#[derive(Debug)]
pub struct MigrationCoordinator {
    facade: Arc<DataFacade>,
    data_dir: PathBuf,
    pattern: LegacyKeyPattern,
    legacy_databases: Vec<String>,
    lease_ms: i64,
    owner: String,
    phase_tx: watch::Sender<MigrationPhase>,
}

impl MigrationCoordinator {
    pub fn new(facade: Arc<DataFacade>, config: &StoreConfig) -> Self {
        let (phase_tx, _) = watch::channel(MigrationPhase::NotStarted);
        Self {
            facade,
            data_dir: config.data_dir.clone(),
            pattern: LegacyKeyPattern::new(&config.legacy_tool_prefix, &config.legacy_keyed_prefix),
            legacy_databases: config.legacy_databases.clone(),
            lease_ms: i64::try_from(config.migration_lease_secs.saturating_mul(1000)).unwrap_or(i64::MAX),
            owner: Uuid::new_v4().to_string(),
            phase_tx,
        }
    }

    /// Claim id of this coordinator
    pub fn owner(&self) -> &str {
        &self.owner
    }

    /// Phase updates of this coordinator's run
    pub fn subscribe(&self) -> watch::Receiver<MigrationPhase> {
        self.phase_tx.subscribe()
    }

    /// Runs the migration on a tokio task
    pub fn spawn(self) -> MigrationHandle {
        let phase_rx = self.subscribe();
        let task = tokio::spawn(async move { self.run().await });
        MigrationHandle { task, phase_rx }
    }

    /// Runs the migration to completion
    pub async fn run(&self) -> MigrationResult<MigrationReport> {
        let stored = self.facade.load_data(SYSTEM_STORE, MIGRATION_STATE_KEY).await;
        let state = MigrationState::from_stored(stored.clone())?;

        if state.phase.is_terminal() {
            log_event(Event::MigrationAlreadyComplete, &[("owner", &self.owner)]);
            self.phase_tx.send_replace(MigrationPhase::Completed);
            return Ok(MigrationReport::noop(MigrationOutcome::AlreadyComplete));
        }

        let now = Utc::now().timestamp_millis();
        if state.held_by_other(&self.owner, now, self.lease_ms) {
            self.log_claim_lost(&state);
            return Ok(MigrationReport::noop(MigrationOutcome::InProgressElsewhere));
        }

        let claimed = MigrationState::claim(&self.owner, now);
        match self
            .facade
            .compare_and_swap(SYSTEM_STORE, MIGRATION_STATE_KEY, stored.as_ref(), claimed.to_value())
            .await
        {
            CasOutcome::Swapped => {}
            CasOutcome::Conflict => {
                self.log_claim_lost(&state);
                return Ok(MigrationReport::noop(MigrationOutcome::InProgressElsewhere));
            }
            CasOutcome::Failed => return Err(MigrationError::StatePersistFailed(claimed.phase.name())),
        }
        self.announce(MigrationPhase::Scanning);

        let scope = ObservationScope::with_fields("MIGRATION", &[("owner", &self.owner)]);
        match self.migrate(claimed).await {
            Ok(report) => {
                let migrated = report.migrated.to_string();
                let failed = report.failed.to_string();
                scope.complete_with_fields(&[("migrated", &migrated), ("failed", &failed)]);
                self.notify(&report);
                Ok(report)
            }
            Err(e) => {
                scope.fail(&e.to_string());
                self.facade
                    .notifier()
                    .notify(Notification::error("Migration failed", e.to_string()));
                Err(e)
            }
        }
    }

    async fn migrate(&self, claimed: MigrationState) -> MigrationResult<MigrationReport> {
        let items = self.scan().await;

        let mut migrating = claimed.transition(MigrationPhase::Migrating)?;
        migrating.discovered = items.len() as u64;
        let mut last = self.persist(&claimed, migrating).await?;

        let mut tally = last.clone();
        let mut errors = Vec::new();
        for item in items {
            if self.facade.load_data(&item.store, &item.key).await.is_some() {
                tally.skipped += 1;
                continue;
            }
            if self.facade.save_data(&item.store, &item.key, item.value).await {
                tally.migrated += 1;
            } else {
                let error = MigrationItemError::new(item.source, item.store, item.key, "write failed");
                let reason = error.to_string();
                log_event(Event::MigrationItemFailed, &[("reason", &reason)]);
                errors.push(error);
                tally.failed += 1;
            }
        }

        let metrics = self.facade.metrics();
        metrics.add_migrated_records(tally.migrated);
        metrics.add_migration_failures(tally.failed);

        if tally.failed > 0 {
            let partial = last.transition(MigrationPhase::FailedPartial)?.with_counts(&tally);
            last = self.persist(&last, partial).await?;
        }
        let mut completed = last.transition(MigrationPhase::Completed)?.with_counts(&tally);
        completed.completed_at = Some(Utc::now().timestamp_millis());
        let completed = self.persist(&last, completed).await?;

        Ok(MigrationReport {
            outcome: MigrationOutcome::Completed,
            discovered: completed.discovered,
            migrated: completed.migrated,
            skipped: completed.skipped,
            failed: completed.failed,
            errors,
        })
    }

    /// Collects legacy records from every known source
    async fn scan(&self) -> Vec<LegacyItem> {
        let entries = self.facade.fallback_raw_entries().await;
        let mut items = self.pattern.scan(&entries);

        for name in &self.legacy_databases {
            if !StorageEngine::exists(&self.data_dir, name) {
                continue;
            }
            let engine = match StorageEngine::open_existing(&self.data_dir, name) {
                Ok(Some(engine)) => engine,
                Ok(None) => continue,
                Err(e) => {
                    let reason = e.to_string();
                    log_event(Event::MigrationSourceFailed, &[("source", name), ("reason", &reason)]);
                    continue;
                }
            };
            let snapshot = match engine.export_all() {
                Ok(snapshot) => snapshot,
                Err(e) => {
                    let reason = e.to_string();
                    log_event(Event::MigrationSourceFailed, &[("source", name), ("reason", &reason)]);
                    continue;
                }
            };
            for (store, records) in snapshot {
                if store == SYSTEM_STORE {
                    continue;
                }
                for (key, record) in records {
                    items.push(LegacyItem {
                        source: name.clone(),
                        store: store.clone(),
                        key,
                        value: transform_value(record.payload),
                    });
                }
            }
        }
        items
    }

    /// Writes `next` if the stored state still equals `current`
    async fn persist(&self, current: &MigrationState, next: MigrationState) -> MigrationResult<MigrationState> {
        let expected: Value = current.to_value();
        match self
            .facade
            .compare_and_swap(SYSTEM_STORE, MIGRATION_STATE_KEY, Some(&expected), next.to_value())
            .await
        {
            CasOutcome::Swapped => {
                self.announce(next.phase);
                Ok(next)
            }
            CasOutcome::Conflict => {
                log_event(
                    Event::MigrationClaimLost,
                    &[("owner", &self.owner), ("phase", current.phase.name())],
                );
                Err(MigrationError::ClaimLost(current.phase.name()))
            }
            CasOutcome::Failed => Err(MigrationError::StatePersistFailed(next.phase.name())),
        }
    }

    fn announce(&self, phase: MigrationPhase) {
        log_event(
            Event::MigrationPhaseChanged,
            &[("owner", &self.owner), ("phase", phase.name())],
        );
        self.phase_tx.send_replace(phase);
    }

    fn log_claim_lost(&self, state: &MigrationState) {
        log_event(
            Event::MigrationClaimLost,
            &[
                ("owner", &self.owner),
                ("holder", state.owner.as_deref().unwrap_or("unknown")),
                ("phase", state.phase.name()),
            ],
        );
    }

    fn notify(&self, report: &MigrationReport) {
        if report.discovered == 0 {
            return;
        }
        let severity = if report.failed == 0 {
            NotificationSeverity::Success
        } else {
            NotificationSeverity::Warning
        };
        self.facade.notifier().notify(Notification::new(
            "Data migrated",
            format!(
                "{} records migrated, {} already present, {} failed",
                report.migrated, report.skipped, report.failed
            ),
            severity,
        ));
    }
}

What you need to do
Find and copy each line of the listing above that holds the word "StatePersistFailed".

Solved exercise
            CasOutcome::Failed => return Err(MigrationError::StatePersistFailed(claimed.phase.name())),
            CasOutcome::Failed => Err(MigrationError::StatePersistFailed(next.phase.name())),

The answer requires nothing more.